* TASK INSTRUCTIONS
Could you give the data below again, exactly and completely?

* Collected data
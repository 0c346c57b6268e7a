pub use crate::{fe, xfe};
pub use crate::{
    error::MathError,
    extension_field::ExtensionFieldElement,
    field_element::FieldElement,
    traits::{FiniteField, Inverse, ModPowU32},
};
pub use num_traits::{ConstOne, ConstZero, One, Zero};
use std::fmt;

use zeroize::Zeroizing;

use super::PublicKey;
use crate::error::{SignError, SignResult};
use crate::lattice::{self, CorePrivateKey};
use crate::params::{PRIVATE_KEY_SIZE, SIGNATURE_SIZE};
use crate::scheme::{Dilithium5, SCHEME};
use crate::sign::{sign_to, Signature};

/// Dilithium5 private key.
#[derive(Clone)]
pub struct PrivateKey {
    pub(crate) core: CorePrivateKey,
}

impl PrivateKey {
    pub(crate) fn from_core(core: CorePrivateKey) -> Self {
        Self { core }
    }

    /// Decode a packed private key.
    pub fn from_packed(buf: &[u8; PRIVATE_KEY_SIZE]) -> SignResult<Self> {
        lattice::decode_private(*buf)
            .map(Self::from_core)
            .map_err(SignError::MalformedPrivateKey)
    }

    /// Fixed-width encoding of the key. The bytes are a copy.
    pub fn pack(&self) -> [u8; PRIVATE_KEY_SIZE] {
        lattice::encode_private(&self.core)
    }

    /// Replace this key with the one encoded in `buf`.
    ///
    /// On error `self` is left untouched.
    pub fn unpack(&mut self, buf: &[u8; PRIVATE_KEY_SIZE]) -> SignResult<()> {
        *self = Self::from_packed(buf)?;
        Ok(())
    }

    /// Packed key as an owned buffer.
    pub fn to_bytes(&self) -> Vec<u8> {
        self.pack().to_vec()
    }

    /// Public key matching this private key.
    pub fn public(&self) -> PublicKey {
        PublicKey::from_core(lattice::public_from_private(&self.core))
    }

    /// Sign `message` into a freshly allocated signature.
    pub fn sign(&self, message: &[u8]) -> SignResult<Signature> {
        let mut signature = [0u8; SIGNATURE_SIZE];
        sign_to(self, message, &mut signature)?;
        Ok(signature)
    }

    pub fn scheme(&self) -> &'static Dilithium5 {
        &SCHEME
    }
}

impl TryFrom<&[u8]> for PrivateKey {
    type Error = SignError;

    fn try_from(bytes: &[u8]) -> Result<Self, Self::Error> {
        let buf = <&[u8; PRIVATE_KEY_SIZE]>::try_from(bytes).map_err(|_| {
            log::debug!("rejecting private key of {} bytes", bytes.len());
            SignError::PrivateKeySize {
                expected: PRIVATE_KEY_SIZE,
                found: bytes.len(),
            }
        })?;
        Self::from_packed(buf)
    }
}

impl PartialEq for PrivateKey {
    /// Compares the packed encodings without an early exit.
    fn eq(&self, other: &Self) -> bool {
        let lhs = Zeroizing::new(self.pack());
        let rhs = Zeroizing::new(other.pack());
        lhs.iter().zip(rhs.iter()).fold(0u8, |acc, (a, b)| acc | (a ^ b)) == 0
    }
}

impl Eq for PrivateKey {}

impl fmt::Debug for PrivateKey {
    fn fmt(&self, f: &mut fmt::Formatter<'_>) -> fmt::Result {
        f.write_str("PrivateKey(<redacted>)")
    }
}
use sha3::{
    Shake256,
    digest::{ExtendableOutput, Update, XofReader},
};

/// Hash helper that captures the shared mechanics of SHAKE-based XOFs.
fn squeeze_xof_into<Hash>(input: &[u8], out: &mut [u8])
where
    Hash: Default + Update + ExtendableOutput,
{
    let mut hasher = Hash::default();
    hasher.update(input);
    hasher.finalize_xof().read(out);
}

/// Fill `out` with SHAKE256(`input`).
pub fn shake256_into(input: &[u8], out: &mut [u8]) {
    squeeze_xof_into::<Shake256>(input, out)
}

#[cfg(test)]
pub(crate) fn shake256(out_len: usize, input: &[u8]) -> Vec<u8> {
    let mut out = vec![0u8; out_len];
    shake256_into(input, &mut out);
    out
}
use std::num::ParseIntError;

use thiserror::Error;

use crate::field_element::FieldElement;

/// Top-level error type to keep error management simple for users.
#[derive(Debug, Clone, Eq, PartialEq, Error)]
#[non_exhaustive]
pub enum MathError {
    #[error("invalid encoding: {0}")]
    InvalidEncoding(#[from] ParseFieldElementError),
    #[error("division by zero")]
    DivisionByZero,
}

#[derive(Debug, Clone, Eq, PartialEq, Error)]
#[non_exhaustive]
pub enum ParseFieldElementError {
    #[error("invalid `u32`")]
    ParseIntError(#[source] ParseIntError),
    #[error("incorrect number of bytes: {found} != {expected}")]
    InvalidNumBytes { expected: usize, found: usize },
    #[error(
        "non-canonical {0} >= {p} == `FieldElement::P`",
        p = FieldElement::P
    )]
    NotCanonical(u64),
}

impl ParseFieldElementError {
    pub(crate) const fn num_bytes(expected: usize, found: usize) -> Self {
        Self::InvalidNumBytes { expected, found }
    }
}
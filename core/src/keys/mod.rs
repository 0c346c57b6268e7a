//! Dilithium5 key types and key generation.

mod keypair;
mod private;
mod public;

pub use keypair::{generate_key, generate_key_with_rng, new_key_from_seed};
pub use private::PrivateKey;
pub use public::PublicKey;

* RESULT FOR THIS TASK
repository 0c346c57b6268e7a
pub use crate::{fe, xfe};
pub use crate::{
    error::MathError,
    extension_field::ExtensionFieldElement,
    field_element::FieldElement,
    traits::{FiniteField, Inverse, ModPowU32},
};
pub use num_traits::{ConstOne, ConstZero, One, Zero};
use std::fmt;

use zeroize::Zeroizing;

use super::PublicKey;
use crate::error::{SignError, SignResult};
use crate::lattice::{self, CorePrivateKey};
use crate::params::{PRIVATE_KEY_SIZE, SIGNATURE_SIZE};
use crate::scheme::{Dilithium5, SCHEME};
use crate::sign::{sign_to, Signature};

/// Dilithium5 private key.
#[derive(Clone)]
pub struct PrivateKey {
    pub(crate) core: CorePrivateKey,
}

impl PrivateKey {
    pub(crate) fn from_core(core: CorePrivateKey) -> Self {
        Self { core }
    }

    /// Decode a packed private key.
    pub fn from_packed(buf: &[u8; PRIVATE_KEY_SIZE]) -> SignResult<Self> {
        lattice::decode_private(*buf)
            .map(Self::from_core)
            .map_err(SignError::MalformedPrivateKey)
    }

    /// Fixed-width encoding of the key. The bytes are a copy.
    pub fn pack(&self) -> [u8; PRIVATE_KEY_SIZE] {
        lattice::encode_private(&self.core)
    }

    /// Replace this key with the one encoded in `buf`.
    ///
    /// On error `self` is left untouched.
    pub fn unpack(&mut self, buf: &[u8; PRIVATE_KEY_SIZE]) -> SignResult<()> {
        *self = Self::from_packed(buf)?;
        Ok(())
    }

    /// Packed key as an owned buffer.
    pub fn to_bytes(&self) -> Vec<u8> {
        self.pack().to_vec()
    }

    /// Public key matching this private key.
    pub fn public(&self) -> PublicKey {
        PublicKey::from_core(lattice::public_from_private(&self.core))
    }

    /// Sign `message` into a freshly allocated signature.
    pub fn sign(&self, message: &[u8]) -> SignResult<Signature> {
        let mut signature = [0u8; SIGNATURE_SIZE];
        sign_to(self, message, &mut signature)?;
        Ok(signature)
    }

    pub fn scheme(&self) -> &'static Dilithium5 {
        &SCHEME
    }
}

impl TryFrom<&[u8]> for PrivateKey {
    type Error = SignError;

    fn try_from(bytes: &[u8]) -> Result<Self, Self::Error> {
        let buf = <&[u8; PRIVATE_KEY_SIZE]>::try_from(bytes).map_err(|_| {
            log::debug!("rejecting private key of {} bytes", bytes.len());
            SignError::PrivateKeySize {
                expected: PRIVATE_KEY_SIZE,
                found: bytes.len(),
            }
        })?;
        Self::from_packed(buf)
    }
}

impl PartialEq for PrivateKey {
    /// Compares the packed encodings without an early exit.
    fn eq(&self, other: &Self) -> bool {
        let lhs = Zeroizing::new(self.pack());
        let rhs = Zeroizing::new(other.pack());
        lhs.iter().zip(rhs.iter()).fold(0u8, |acc, (a, b)| acc | (a ^ b)) == 0
    }
}

impl Eq for PrivateKey {}

impl fmt::Debug for PrivateKey {
    fn fmt(&self, f: &mut fmt::Formatter<'_>) -> fmt::Result {
        f.write_str("PrivateKey(<redacted>)")
    }
}
use sha3::{
    Shake256,
    digest::{ExtendableOutput, Update, XofReader},
};

/// Hash helper that captures the shared mechanics of SHAKE-based XOFs.
fn squeeze_xof_into<Hash>(input: &[u8], out: &mut [u8])
where
    Hash: Default + Update + ExtendableOutput,
{
    let mut hasher = Hash::default();
    hasher.update(input);
    hasher.finalize_xof().read(out);
}

/// Fill `out` with SHAKE256(`input`).
pub fn shake256_into(input: &[u8], out: &mut [u8]) {
    squeeze_xof_into::<Shake256>(input, out)
}

#[cfg(test)]
pub(crate) fn shake256(out_len: usize, input: &[u8]) -> Vec<u8> {
    let mut out = vec![0u8; out_len];
    shake256_into(input, &mut out);
    out
}
use std::num::ParseIntError;

use thiserror::Error;

use crate::field_element::FieldElement;

/// Top-level error type to keep error management simple for users.
#[derive(Debug, Clone, Eq, PartialEq, Error)]
#[non_exhaustive]
pub enum MathError {
    #[error("invalid encoding: {0}")]
    InvalidEncoding(#[from] ParseFieldElementError),
    #[error("division by zero")]
    DivisionByZero,
}

#[derive(Debug, Clone, Eq, PartialEq, Error)]
#[non_exhaustive]
pub enum ParseFieldElementError {
    #[error("invalid `u32`")]
    ParseIntError(#[source] ParseIntError),
    #[error("incorrect number of bytes: {found} != {expected}")]
    InvalidNumBytes { expected: usize, found: usize },
    #[error(
        "non-canonical {0} >= {p} == `FieldElement::P`",
        p = FieldElement::P
    )]
    NotCanonical(u64),
}

impl ParseFieldElementError {
    pub(crate) const fn num_bytes(expected: usize, found: usize) -> Self {
        Self::InvalidNumBytes { expected, found }
    }
}
filename core/src/keys/mod.rs
repository 0c346c57b6268e7a
//! Dilithium5 key types and key generation.

mod keypair;
mod private;
mod public;

pub use keypair::{generate_key, generate_key_with_rng, new_key_from_seed};
pub use private::PrivateKey;
pub use public::PublicKey;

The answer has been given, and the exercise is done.